Pertence ao Código de Processo Penal (DL n.º 78/87, de 17 de Fevereiro)
Este artigo estabelece o procedimento para denunciar conflitos de competência entre tribunais, ou seja, situações em que dois tribunais diferentes discordam sobre qual deles deve conhecer de um caso penal. O tribunal que identifica o conflito tem a obrigação de o comunicar ao órgão competente para resolver (como definido nos artigos 11.º e 12.º), enviando todos os documentos e informações necessárias. Além do tribunal, também o Ministério Público, o arguido ou o assistente podem requerer formalmente a resolução do conflito ao órgão competente, descrevendo as decisões contraditórias. O artigo garante que esta denúncia não impede a realização de actos urgentes no processo, como diligências que não possam aguardar. Trata-se de um mecanismo de correção que assegura ordem e clareza sobre qual tribunal deve continuar a processar o caso.

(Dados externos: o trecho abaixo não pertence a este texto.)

//! Host side tables for the decision engine and the `check` dry run.

use crate::{config::Config, helpers::cid_to_str};
use anyhow::{anyhow, Context};
use crossbeam_queue::ArrayQueue;
use lru::LruCache;
use parking_lot::{Mutex, RwLock};
use quicpipe_common::{
    Cid, Engine, PortFilter, Reason, Redirect4, RedirectTable, RejectSink, SliceFrame, Verdict,
    MAX_PORTS, MAX_REDIRECTS, MAX_REJECTED,
};
use std::{collections::BTreeSet, fmt, net::SocketAddrV4, num::NonZeroUsize};

#[derive(Default)]
pub struct MemPortFilter {
    ports: RwLock<BTreeSet<u16>>,
}

impl MemPortFilter {
    pub fn new() -> Self {
        Self::default()
    }

    /// Fails once `MAX_PORTS` distinct ports are inspected.
    pub fn insert(&self, port: u16) -> Result<(), anyhow::Error> {
        let mut ports = self.ports.write();
        if !ports.contains(&port) && ports.len() >= MAX_PORTS as usize {
            return Err(anyhow!(
                "Can't inspect port {}, at most {} ports",
                port,
                MAX_PORTS
            ));
        }
        ports.insert(port);
        Ok(())
    }

    pub fn len(&self) -> usize {
        self.ports.read().len()
    }
}

impl PortFilter for MemPortFilter {
    fn contains(&self, port: u16) -> bool {
        self.ports.read().contains(&u16::from_be(port))
    }
}

pub struct MemRedirectTable {
    cache: Mutex<LruCache<Cid, Redirect4>>,
}

impl MemRedirectTable {
    pub fn new(capacity: NonZeroUsize) -> Self {
        Self {
            cache: Mutex::new(LruCache::new(capacity)),
        }
    }

    /// The capacity is clamped to `1..=MAX_REDIRECTS`.
    pub fn with_capacity(capacity: usize) -> Self {
        let capacity = capacity.min(MAX_REDIRECTS as usize);
        Self::new(NonZeroUsize::new(capacity).unwrap_or(NonZeroUsize::MIN))
    }

    /// Returns the entry pushed out to make room, if the table was full.
    pub fn insert(&self, cid: Cid, target: SocketAddrV4) -> Option<(Cid, SocketAddrV4)> {
        let mut cache = self.cache.lock();
        match cache.push(cid, Redirect4::from(target)) {
            Some((old, r4)) if old != cid => Some((old, SocketAddrV4::from(r4))),
            _ => None,
        }
    }

    pub fn len(&self) -> usize {
        self.cache.lock().len()
    }
}

impl RedirectTable for MemRedirectTable {
    fn lookup(&self, cid: &Cid) -> Option<Redirect4> {
        self.cache.lock().get(cid).copied()
    }
}

pub struct MemRejectQueue {
    queue: ArrayQueue<Cid>,
}

impl Default for MemRejectQueue {
    fn default() -> Self {
        Self::new(MAX_REJECTED)
    }
}

impl MemRejectQueue {
    /// A zero capacity queue is bumped to one record.
    pub fn new(capacity: usize) -> Self {
        Self {
            queue: ArrayQueue::new(capacity.max(1)),
        }
    }

    pub fn drain(&self) -> Vec<Cid> {
        let mut cids = Vec::with_capacity(self.len());
        while let Some(cid) = self.queue.pop() {
            cids.push(cid);
        }
        cids
    }

    pub fn len(&self) -> usize {
        self.queue.len()
    }
}

impl RejectSink for MemRejectQueue {
    fn try_publish(&self, cid: &Cid) -> bool {
        self.queue.push(*cid).is_ok()
    }
}

pub type MemEngine = Engine<MemPortFilter, MemRedirectTable, MemRejectQueue>;

pub fn engine_from_config(cfg: &Config) -> Result<MemEngine, anyhow::Error> {
    let ports = MemPortFilter::new();
    for &port in &cfg.ports {
        ports.insert(port)?;
    }

    let redirects = MemRedirectTable::with_capacity(cfg.redirects.len());
    for (cid, target) in cfg.redirect_entries()? {
        redirects.insert(cid, target);
    }

    Ok(Engine::new(ports, redirects, MemRejectQueue::default()))
}

/// Accepts plain hex, optionally split by spaces, colons or new lines.
pub fn parse_packet_hex(input: &str) -> Result<Vec<u8>, anyhow::Error> {
    let digits = input
        .chars()
        .filter(|c| !c.is_whitespace() && *c != ':')
        .collect::<String>();
    hex::decode(&digits).context("Invalid hex packet")
}

pub struct CheckReport {
    pub ports: usize,
    pub redirects: usize,
    pub reason: Reason,
    pub verdict: Verdict,
    pub packet: Vec<u8>,
    pub rejected: Vec<Cid>,
}

impl fmt::Display for CheckReport {
    fn fmt(&self, f: &mut fmt::Formatter) -> fmt::Result {
        writeln!(
            f,
            "tables: {} ports, {} redirects",
            self.ports, self.redirects
        )?;
        writeln!(f, "reason: {}", self.reason.as_str())?;
        writeln!(f, "verdict: {}", self.verdict.as_str())?;
        for cid in &self.rejected {
            writeln!(f, "rejected: {}", cid_to_str(cid))?;
        }
        write!(f, "packet: {}", hex::encode(&self.packet))
    }
}

/// Runs one packet through the engine built from `cfg`.
pub fn check(cfg: &Config, packet: &[u8]) -> Result<CheckReport, anyhow::Error> {
    let engine = engine_from_config(cfg)?;
    Ok(run(&engine, packet))
}

pub fn run(engine: &MemEngine, packet: &[u8]) -> CheckReport {
    let mut packet = packet.to_vec();
    let reason = engine.classify(&SliceFrame::new(&mut packet));

    CheckReport {
        ports: engine.ports().len(),
        redirects: engine.redirects().len(),
        reason,
        verdict: reason.verdict(),
        packet,
        rejected: engine.rejected().drain(),
    }
}

#[cfg(test)]
impl MemPortFilter {
    pub fn remove(&self, port: u16) -> bool {
        self.ports.write().remove(&port)
    }
}

#[cfg(test)]
impl MemRedirectTable {
    pub fn remove(&self, cid: &Cid) -> Option<SocketAddrV4> {
        self.cache.lock().pop(cid).map(SocketAddrV4::from)
    }
}
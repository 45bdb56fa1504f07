use crate::{
    helpers::{cid_to_str, hashmap_mapdata, hashmap_remove_if, BpfMapUpdateFlags},
    info::InfoTable,
    ToMapName,
};
use anyhow::Context;
use log::info;
use quicpipe_common::{maps, Cid, Redirect4};
use std::net::SocketAddrV4;

impl ToMapName for Cid {
    fn map_name() -> &'static str {
        maps::REDIRECT4
    }

    fn is_lru() -> bool {
        true
    }
}

/// Points every cid to the same target. An existing entry is overwritten.
pub fn add(target: SocketAddrV4, cids: &[Cid]) -> Result<(), anyhow::Error> {
    let mut rmap = hashmap_mapdata::<Cid, Redirect4>()?;
    let r4 = Redirect4::from(target);

    for cid in cids {
        rmap.insert(cid, r4, BpfMapUpdateFlags::ANY.bits())
            .with_context(|| format!("Can't redirect cid {}", cid_to_str(cid)))?;
        info!("[redirect] {} -> {}", cid_to_str(cid), target);
    }

    Ok(())
}

pub fn remove(cids: &[Cid]) -> Result<(), anyhow::Error> {
    let mut rmap = hashmap_mapdata::<Cid, Redirect4>()?;

    for cid in cids {
        match rmap.remove(cid) {
            Ok(()) => info!("[redirect] Removed {}", cid_to_str(cid)),
            Err(e) => log::warn!("[redirect] No entry for {}, {}", cid_to_str(cid), e),
        }
    }

    Ok(())
}

/// Removes all entries or only those pointing to `target`.
pub fn clear(target: Option<SocketAddrV4>) -> Result<(), anyhow::Error> {
    let target = target.map(Redirect4::from);
    let res = hashmap_remove_if::<Cid, Redirect4, _>(|_, r4| match &target {
        Some(t) => t == r4,
        None => true,
    })?;

    info!(
        "[redirect] Remove summary, count/errors/total: {}/{}/{}",
        res.count, res.errors, res.total
    );

    Ok(())
}

pub fn entries() -> Result<Vec<(Cid, SocketAddrV4)>, anyhow::Error> {
    let rmap = hashmap_mapdata::<Cid, Redirect4>()?;
    let mut entries = rmap
        .iter()
        .filter_map(|pair| pair.ok())
        .map(|(cid, r4)| (cid, SocketAddrV4::from(r4)))
        .collect::<Vec<_>>();
    entries.sort();
    Ok(entries)
}

pub fn list() -> Result<(), anyhow::Error> {
    let mut tab = InfoTable::new(vec!["cid", "target"]);
    for (cid, target) in entries()? {
        tab.push_row(vec![cid_to_str(&cid), target.to_string()]);
    }
    tab.print("IPv4 redirects");
    Ok(())
}
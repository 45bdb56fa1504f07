use crate::{helpers::mapdata_from_pinned_map, info::InfoTable};
use anyhow::anyhow;
use aya::maps::{Map, MapData, PerCpuArray};
use quicpipe_common::{maps, stats, Reason};

pub fn stat_name(stat_idx: u32) -> &'static str {
    if stat_idx == stats::PACKETS {
        return "packets";
    }
    Reason::ALL
        .iter()
        .find(|r| stats::index(**r) == stat_idx)
        .map(|r| r.as_str())
        .unwrap_or("unknown")
}

pub struct Stats {
    ifname: String,
    smap: PerCpuArray<MapData, u64>,
}

impl Stats {
    pub fn new(ifname: &str) -> Result<Self, anyhow::Error> {
        let map = mapdata_from_pinned_map(ifname, maps::STATS).ok_or(anyhow!(
            "Can't find map {} for {}, try load program",
            maps::STATS,
            ifname
        ))?;
        let map = Map::PerCpuArray(map);
        let smap: PerCpuArray<_, u64> = map.try_into()?;
        Ok(Self {
            ifname: String::from(ifname),
            smap,
        })
    }

    fn get(&self, stat_idx: u32) -> u64 {
        match self.smap.get(&stat_idx, 0) {
            Err(e) => {
                log::error!("Failed to get {}, {}", stat_name(stat_idx), e);
                0
            }
            Ok(pcv) => pcv.iter().sum(),
        }
    }

    pub fn print_all(&self) {
        let mut sinfo = InfoTable::new(vec![format!("{} stat", self.ifname).as_str(), "count"]);

        for idx in 0..stats::MAX {
            sinfo.push_row(vec![stat_name(idx).to_string(), self.get(idx).to_string()]);
        }

        sinfo.print("");
    }
}
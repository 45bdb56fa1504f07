use crate::{
    csum::{ipv4_checksum, IPV4_HDR_LEN},
    Redirect4,
};
use core::{
    mem,
    ptr::{addr_of, addr_of_mut},
};
use network_types::{eth::EthHdr, ip::Ipv4Hdr, udp::UdpHdr};

/// TTL of the re-originated packet.
pub const REDIRECT_TTL: u8 = 64;

const _: () = assert!(mem::size_of::<Ipv4Hdr>() == IPV4_HDR_LEN);

/// Rewrites the headers in place so the packet can be sent back out on the
/// ingress interface toward `target`. The old IP metadata is discarded and
/// the UDP checksum is left out (optional for UDP over IPv4).
///
/// # Safety
///
/// All pointers must come from bounds checked reads of the same packet and
/// the IPv4 header must have no options.
#[inline(always)]
pub unsafe fn redirect4(
    eth: *mut EthHdr,
    ipv4: *mut Ipv4Hdr,
    udp: *mut UdpHdr,
    target: &Redirect4,
) {
    mem::swap(
        &mut *addr_of_mut!((*eth).dst_addr),
        &mut *addr_of_mut!((*eth).src_addr),
    );

    // The tunnel endpoint becomes the source so replies come back here.
    let dst_addr = addr_of!((*ipv4).dst_addr).read_unaligned();
    addr_of_mut!((*ipv4).src_addr).write_unaligned(dst_addr);
    addr_of_mut!((*ipv4).dst_addr).write_unaligned(target.addr);
    addr_of_mut!((*ipv4).ttl).write(REDIRECT_TTL);
    addr_of_mut!((*ipv4).tos).write(0);
    addr_of_mut!((*ipv4).id).write_unaligned(0);
    addr_of_mut!((*ipv4).frag_off).write_unaligned(0);
    addr_of_mut!((*ipv4).check).write_unaligned(0);
    let check = ipv4_checksum(&*(ipv4 as *const [u8; IPV4_HDR_LEN]));
    addr_of_mut!((*ipv4).check).write_unaligned(check);

    let dst_port = addr_of!((*udp).dest).read_unaligned();
    addr_of_mut!((*udp).source).write_unaligned(dst_port);
    addr_of_mut!((*udp).dest).write_unaligned(target.port);
    addr_of_mut!((*udp).check).write_unaligned(0);
}
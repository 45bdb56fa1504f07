use crate::{
    helpers::{hashmap_mapdata, hashmap_remove_if, BpfMapUpdateFlags},
    info::InfoTable,
    ToMapName,
};
use anyhow::Context;
use log::info;
use quicpipe_common::{maps, MAX_PORTS};

/// Port filter key, the UDP port in network byte order.
#[repr(transparent)]
#[derive(Clone, Copy, Debug, PartialEq, Eq)]
pub struct PortKey(u16);

unsafe impl aya::Pod for PortKey {}

impl ToMapName for PortKey {
    fn map_name() -> &'static str {
        maps::PORTS
    }
}

impl From<u16> for PortKey {
    fn from(port: u16) -> Self {
        Self(port.to_be())
    }
}

impl PortKey {
    pub fn port(&self) -> u16 {
        u16::from_be(self.0)
    }
}

pub fn add(ports: &[u16]) -> Result<(), anyhow::Error> {
    let mut pmap = hashmap_mapdata::<PortKey, u8>()?;

    for &port in ports {
        pmap.insert(PortKey::from(port), 1_u8, BpfMapUpdateFlags::ANY.bits())
            .with_context(|| {
                format!("Can't inspect port {}, at most {} ports", port, MAX_PORTS)
            })?;
        info!("[port] Inspecting UDP port {}", port);
    }

    Ok(())
}

pub fn remove(ports: &[u16]) -> Result<(), anyhow::Error> {
    let mut pmap = hashmap_mapdata::<PortKey, u8>()?;

    for &port in ports {
        match pmap.remove(&PortKey::from(port)) {
            Ok(()) => info!("[port] Stopped inspecting UDP port {}", port),
            Err(e) => log::warn!("[port] Port {} not inspected, {}", port, e),
        }
    }

    Ok(())
}

pub fn clear() -> Result<(), anyhow::Error> {
    let res = hashmap_remove_if::<PortKey, u8, _>(|_, _| true)?;
    info!(
        "[port] Remove summary, count/errors: {}/{}",
        res.count, res.errors
    );
    Ok(())
}

/// Inspected ports in ascending order.
pub fn ports() -> Result<Vec<u16>, anyhow::Error> {
    let pmap = hashmap_mapdata::<PortKey, u8>()?;
    let mut ports = pmap
        .keys()
        .filter_map(|k| k.ok())
        .map(|k| k.port())
        .collect::<Vec<_>>();
    ports.sort_unstable();
    Ok(ports)
}

pub fn list() -> Result<(), anyhow::Error> {
    let mut tab = InfoTable::new(vec!["port"]);
    for port in ports()? {
        tab.push_row(vec![port.to_string()]);
    }
    tab.print("Inspected UDP ports");
    Ok(())
}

Um tribunal de instrução recebe uma acusação de roubo, mas surge dúvida se o caso deveria estar no tribunal de comarca pela complexidade. O juiz suspeita do conflito e comunica imediatamente o facto ao órgão que resolva competências, enviando a acusação e documentos relevantes. Enquanto isso, diligências urgentes (como buscas ou audições) podem prosseguir normalmente.
Um tribunal A e um tribunal B ambos recebem elementos do mesmo processo de fraude económica. O Ministério Público detecta a duplicação e apresenta requerimento formal ao órgão competente (tipicamente uma secção do Tribunal da Relação) descrevendo qual foi a decisão inicial de cada tribunal e solicitando clarificação sobre competências.
Um arguido acusado de assalto à mão armada contesta que dois tribunais distintos estão a processar factos relacionados. Requer formalmente ao órgão competente que resolva o conflito, indicando as posições contraditórias. As buscas e outras acções processuais que não admitem demora continuam a ser executadas paralelamente.